So, let’s backtrack: I wrote a piece on Vice and why I believed it to be worth $1 billion. Then Twenty-First Century Fox took a 5 per cent stake in the the digital media and publishing group in a deal that valued the company at $1.4 billion. My pen obviously dictates top level international media acquisitions (wipe that smile off your face!).
Well summed up by the Financial Times, it’s easy to understand why the Vice crew were interested in a partnership in the first place:
VICE is planning an aggressive push in India through 21st Century Fox’s Star, and in Europe, where 21st Century Fox has stakes in Sky channels in the UK, Germany and Italy. Vice will also use 21st Century Fox’s media assets in India, where the company owns the Star platform.
What is interesting is how Shane Smith and his co-founders are building a global distribution platform through commercial alliances – but maintain in total control of the company. Minority shareholders hold about 25 per cent of Vice; the rest is held by Vice senior management. The founders, led by Mr Smith, will continue to have majority control of the board. The structure of the deal, Mr Smith said, “gives us the freedom to do what we want to do.”

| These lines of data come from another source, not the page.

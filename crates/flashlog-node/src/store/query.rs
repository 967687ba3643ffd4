//! Scatter-gather query across the store tier.
//!
//! Query answers are newline-delimited record lines sent as
//! `application/octet-stream`, so payload bytes travel exactly as stored.

use std::sync::Arc;

use axum::http::{HeaderMap, HeaderValue, header};
use axum::response::{IntoResponse, Response};
use flashlog::merge::merge_by_key;
use flashlog::record::RECORD_ID_LEN;
use flashlog::{QueryParams, StoreLog};
use flashlog_cluster::{NodeId, Peer};
use futures_util::future::join_all;
use log::warn;

use crate::error::NodeError;
use crate::transport::PeerTransport;

/// Comma separated API addresses of store peers that could not answer.
pub const UNREACHABLE_PEERS_HEADER: &str = "x-flashlog-unreachable-peers";

#[derive(Debug, Clone, Default, PartialEq)]
pub struct QueryResponse {
    /// Record lines without their trailing newline.
    pub records: Vec<Vec<u8>>,
    /// Store peers that could not answer; their records are missing.
    pub unreachable_peers: Vec<String>,
}

impl IntoResponse for QueryResponse {
    fn into_response(self) -> Response {
        let mut headers = HeaderMap::new();
        headers.insert(
            header::CONTENT_TYPE,
            HeaderValue::from_static("application/octet-stream"),
        );
        if !self.unreachable_peers.is_empty() {
            match HeaderValue::from_str(&self.unreachable_peers.join(",")) {
                Ok(value) => {
                    headers.insert(UNREACHABLE_PEERS_HEADER, value);
                }
                Err(e) => warn!("Cannot report unreachable peers in a header: {e}"),
            }
        }
        (headers, encode_lines(&self.records)).into_response()
    }
}

/// Join record lines into a body, each terminated by a newline.
pub fn encode_lines(lines: &[Vec<u8>]) -> Vec<u8> {
    let mut body = Vec::with_capacity(lines.iter().map(|l| l.len() + 1).sum());
    for line in lines {
        body.extend_from_slice(line);
        body.push(b'\n');
    }
    body
}

/// Split a newline-delimited body back into record lines.
pub fn split_lines(body: &[u8]) -> Vec<Vec<u8>> {
    body.split(|b| *b == b'\n')
        .filter(|line| !line.is_empty())
        .map(<[u8]>::to_vec)
        .collect()
}

fn record_key(line: &[u8]) -> Vec<u8> {
    line.get(..RECORD_ID_LEN).unwrap_or(line).to_vec()
}

/// Merge per-node results (each already ordered by record id) into one
/// ordered list. Records replicated to several nodes appear once.
pub fn gather(results: Vec<Vec<Vec<u8>>>, limit: Option<usize>) -> Vec<Vec<u8>> {
    let limit = limit.unwrap_or(usize::MAX);
    let mut records: Vec<Vec<u8>> = Vec::new();
    let mut last_key: Option<Vec<u8>> = None;
    for line in merge_by_key(results, |line| record_key(line)) {
        if records.len() >= limit {
            break;
        }
        let key = record_key(&line);
        if last_key.as_ref() == Some(&key) {
            continue;
        }
        last_key = Some(key);
        records.push(line);
    }
    records
}

/// Query every live store node, answering for the local node on the blocking
/// pool while remote peers are asked.
#[tracing::instrument(level = "debug", skip_all, fields(peers = peers.len()))]
pub async fn scatter_gather(
    transport: &dyn PeerTransport,
    store: Arc<StoreLog>,
    local_id: &NodeId,
    peers: &[Peer],
    params: &QueryParams,
) -> Result<QueryResponse, NodeError> {
    let remote: Vec<&Peer> = peers.iter().filter(|p| &p.node_id != local_id).collect();
    let requests = remote
        .iter()
        .map(|peer| transport.query_local(&peer.api_addr, params));
    let local_params = params.clone();
    let local = tokio::task::spawn_blocking(move || store.query_local(&local_params));
    let (local, answers) = tokio::join!(local, join_all(requests));

    let local = local.map_err(|e| NodeError::Io {
        context: "local query".to_string(),
        reason: e.to_string(),
    })??;
    let mut results = vec![local];
    let mut unreachable_peers = Vec::new();
    for (peer, answer) in remote.iter().zip(answers) {
        match answer {
            Ok(records) => results.push(records),
            Err(e) => {
                warn!("Query skipped store {} ({}): {e}", peer.node_id, peer.api_addr);
                unreachable_peers.push(peer.api_addr.clone());
            }
        }
    }

    Ok(QueryResponse {
        records: gather(results, params.limit),
        unreachable_peers,
    })
}
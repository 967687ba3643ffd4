use flashlog::{ReplicaAck, StoreSegmentInfo, TrashedSegment};
use flashlog_cluster::Role;
use flashlog_node::http::ErrorResponse;
use flashlog::record::{RecordId, encode_record};
use flashlog::StoreSegmentId;
use flashlog_node::store::{QueryResponse, UNREACHABLE_PEERS_HEADER, split_lines};
use test_log::test;

use crate::test_utilities::{payloads, peer, segment_body, silent_peer, start_store};

fn url(addr: &str, path: &str) -> String {
    format!("http://{addr}{path}")
}

async fn query(client: &reqwest::Client, addr: &str, params: &[(&str, &str)]) -> QueryResponse {
    let response = client
        .get(url(addr, "/store/query"))
        .query(params)
        .send()
        .await
        .unwrap();
    assert_eq!(response.status(), 200);
    assert_eq!(
        response.headers()[reqwest::header::CONTENT_TYPE],
        "application/octet-stream"
    );
    let unreachable_peers = response
        .headers()
        .get(UNREACHABLE_PEERS_HEADER)
        .and_then(|value| value.to_str().ok())
        .map(|value| value.split(',').map(str::to_string).collect())
        .unwrap_or_default();
    let body = response.bytes().await.unwrap();
    QueryResponse {
        records: split_lines(&body),
        unreachable_peers,
    }
}

async fn replicate(
    client: &reqwest::Client,
    addr: &str,
    segment_id: &str,
    body: Vec<u8>,
) -> reqwest::Response {
    client
        .post(url(addr, "/store/replicate"))
        .query(&[("segment_id", segment_id)])
        .body(body)
        .send()
        .await
        .unwrap()
}

#[test(tokio::test)]
async fn test_replicate_acknowledges_duplicates_and_rejects_mismatches() {
    let store = start_store(&[]).await;
    let client = reqwest::Client::new();
    let (id, body) = segment_body(&[(1_000, "a"), (2_000, "b")]);

    let response = replicate(&client, &store.addr, &id.to_string(), body.clone()).await;
    assert_eq!(response.status(), 200);
    let ack: ReplicaAck = response.json().await.unwrap();
    assert!(!ack.duplicate);
    assert_eq!(ack.size, body.len() as u64);

    let ack: ReplicaAck = replicate(&client, &store.addr, &id.to_string(), body.clone())
        .await
        .json()
        .await
        .unwrap();
    assert!(ack.duplicate);
    assert_eq!(store.stats.snapshot().replicated_segments_ingress, 1);

    let (other_id, _) = segment_body(&[(5_000, "x")]);
    let response = replicate(&client, &store.addr, &other_id.to_string(), body).await;
    assert_eq!(response.status(), 400);
    let error: ErrorResponse = response.json().await.unwrap();
    assert_eq!(error.error, "invalid_segment");

    let response = replicate(&client, &store.addr, "garbage", b"x\n".to_vec()).await;
    assert_eq!(response.status(), 400);
}

#[test(tokio::test)]
async fn test_query_gathers_from_every_store_once() {
    let remote = start_store(&[]).await;
    let local = start_store(&[peer(Role::Store, &remote.addr)]).await;

    let (shared, shared_body) = segment_body(&[(1_000, "a"), (3_000, "c")]);
    let (extra, extra_body) = segment_body(&[(2_000, "b"), (4_000, "d")]);
    local.store.accept_replica(shared, &shared_body).unwrap();
    remote.store.accept_replica(shared, &shared_body).unwrap();
    remote.store.accept_replica(extra, &extra_body).unwrap();

    let client = reqwest::Client::new();
    let response = query(&client, &local.addr, &[]).await;
    assert_eq!(payloads(&response.records), vec!["a", "b", "c", "d"]);
    assert!(response.unreachable_peers.is_empty());

    let response = query(
        &client,
        &local.addr,
        &[
            ("from", "1970-01-01T00:00:01.500Z"),
            ("to", "1970-01-01T00:00:03.500Z"),
        ],
    )
    .await;
    assert_eq!(payloads(&response.records), vec!["b", "c"]);

    let response = query(&client, &local.addr, &[("q", "d")]).await;
    assert_eq!(payloads(&response.records), vec!["d"]);
}

#[test(tokio::test)]
async fn test_query_returns_binary_payloads_unchanged() {
    let remote = start_store(&[]).await;
    let local = start_store(&[peer(Role::Store, &remote.addr)]).await;
    let raw: &[u8] = &[98, 105, 110, 255, 254];
    let id = RecordId::from_parts(1_000, 0);
    let mut body = Vec::new();
    encode_record(&mut body, id, raw);
    remote
        .store
        .accept_replica(StoreSegmentId::new(id, id), &body)
        .unwrap();

    let client = reqwest::Client::new();
    let response = query(&client, &local.addr, &[]).await;
    assert_eq!(response.records.len(), 1);
    assert_eq!(&response.records[0][33..], raw);

    let local_body = client
        .get(url(&remote.addr, "/store/local-query"))
        .send()
        .await
        .unwrap()
        .bytes()
        .await
        .unwrap();
    assert_eq!(local_body.as_ref(), body.as_slice());
}

#[test(tokio::test)]
async fn test_query_reports_unreachable_peers() {
    let dead = silent_peer().await;
    let local = start_store(&[peer(Role::Store, &dead)]).await;
    let (id, body) = segment_body(&[(1_000, "mine")]);
    local.store.accept_replica(id, &body).unwrap();

    let response = query(&reqwest::Client::new(), &local.addr, &[]).await;
    assert_eq!(payloads(&response.records), vec!["mine"]);
    assert_eq!(response.unreachable_peers, vec![dead]);
}

#[test(tokio::test)]
async fn test_trash_listing_and_restore() {
    let store = start_store(&[]).await;
    let (id, body) = segment_body(&[(1_000, "keep me")]);
    store.store.accept_replica(id, &body).unwrap();
    store.store.trash_segment(id, 10_000).unwrap();

    let client = reqwest::Client::new();
    let trash: Vec<TrashedSegment> = client
        .get(url(&store.addr, "/store/trash"))
        .send()
        .await
        .unwrap()
        .json()
        .await
        .unwrap();
    assert_eq!(trash.len(), 1);
    assert_eq!(trash[0].id, id);

    let response = client
        .post(url(&store.addr, &format!("/store/trash/{id}/restore")))
        .send()
        .await
        .unwrap();
    assert_eq!(response.status(), 200);

    let live: Vec<StoreSegmentInfo> = client
        .get(url(&store.addr, "/store/segments"))
        .send()
        .await
        .unwrap()
        .json()
        .await
        .unwrap();
    assert_eq!(live.len(), 1);
    assert_eq!(live[0].id, id);

    let response = client
        .post(url(&store.addr, &format!("/store/trash/{id}/restore")))
        .send()
        .await
        .unwrap();
    assert_eq!(response.status(), 404);
}
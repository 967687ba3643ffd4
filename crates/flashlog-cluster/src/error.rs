//! Error types for gossip membership.

use std::fmt;

#[derive(Debug, Clone, PartialEq)]
pub enum ClusterError {
    /// A member state received from a peer could not be understood.
    InvalidMember {
        context: String,
        reason: String,
    },
    /// Binding or accepting on the gossip listener failed.
    Io {
        context: String,
        reason: String,
    },
    /// gRPC transport error.
    Transport {
        context: String,
        reason: String,
    },
    /// A probe did not complete within the ping timeout.
    Timeout {
        peer: String,
    },
}

impl fmt::Display for ClusterError {
    fn fmt(&self, f: &mut fmt::Formatter<'_>) -> fmt::Result {
        match self {
            ClusterError::InvalidMember { context, reason } => {
                write!(f, "Invalid member state in {context}: {reason}")
            }
            ClusterError::Io { context, reason } => {
                write!(f, "I/O error in {context}: {reason}")
            }
            ClusterError::Transport { context, reason } => {
                write!(f, "Transport error in {context}: {reason}")
            }
            ClusterError::Timeout { peer } => write!(f, "Probe of {peer} timed out"),
        }
    }
}

impl std::error::Error for ClusterError {}

impl ClusterError {
    pub fn is_client_error(&self) -> bool {
        matches!(self, ClusterError::InvalidMember { .. })
    }

    /// Errors that mean the peer could not be reached, as opposed to a
    /// malformed exchange.
    pub fn is_unreachable(&self) -> bool {
        matches!(
            self,
            ClusterError::Transport { .. } | ClusterError::Timeout { .. }
        )
    }

    pub fn from_io_error(e: std::io::Error, context: &str) -> Self {
        ClusterError::Io {
            context: context.to_string(),
            reason: e.to_string(),
        }
    }

    pub fn from_parse_error(e: impl fmt::Display, context: &str) -> Self {
        ClusterError::InvalidMember {
            context: context.to_string(),
            reason: e.to_string(),
        }
    }

    pub fn from_transport_error(e: impl fmt::Display, context: &str) -> Self {
        ClusterError::Transport {
            context: context.to_string(),
            reason: e.to_string(),
        }
    }
}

And my god they are doing stuff. Financial Times again:
Vice recently moved into television, producing an HBO series, which was aired and then renewed by the cable channel. It has formed a joint venture with Antenna, the largest media group in Greece, and made a deal with Facebook, whereby it makes customised campaigns for advertisers. It has formed a similar partnership with Twitter to produce a daily news show composed of one-minute clips, and agreed a content production deal with Youku, the largest video site in China.
As I wrote in my last piece: “If you’re not ready to also work to get people to discover and consume your content, you might as well not create it at all.” Vice is working on that, alright.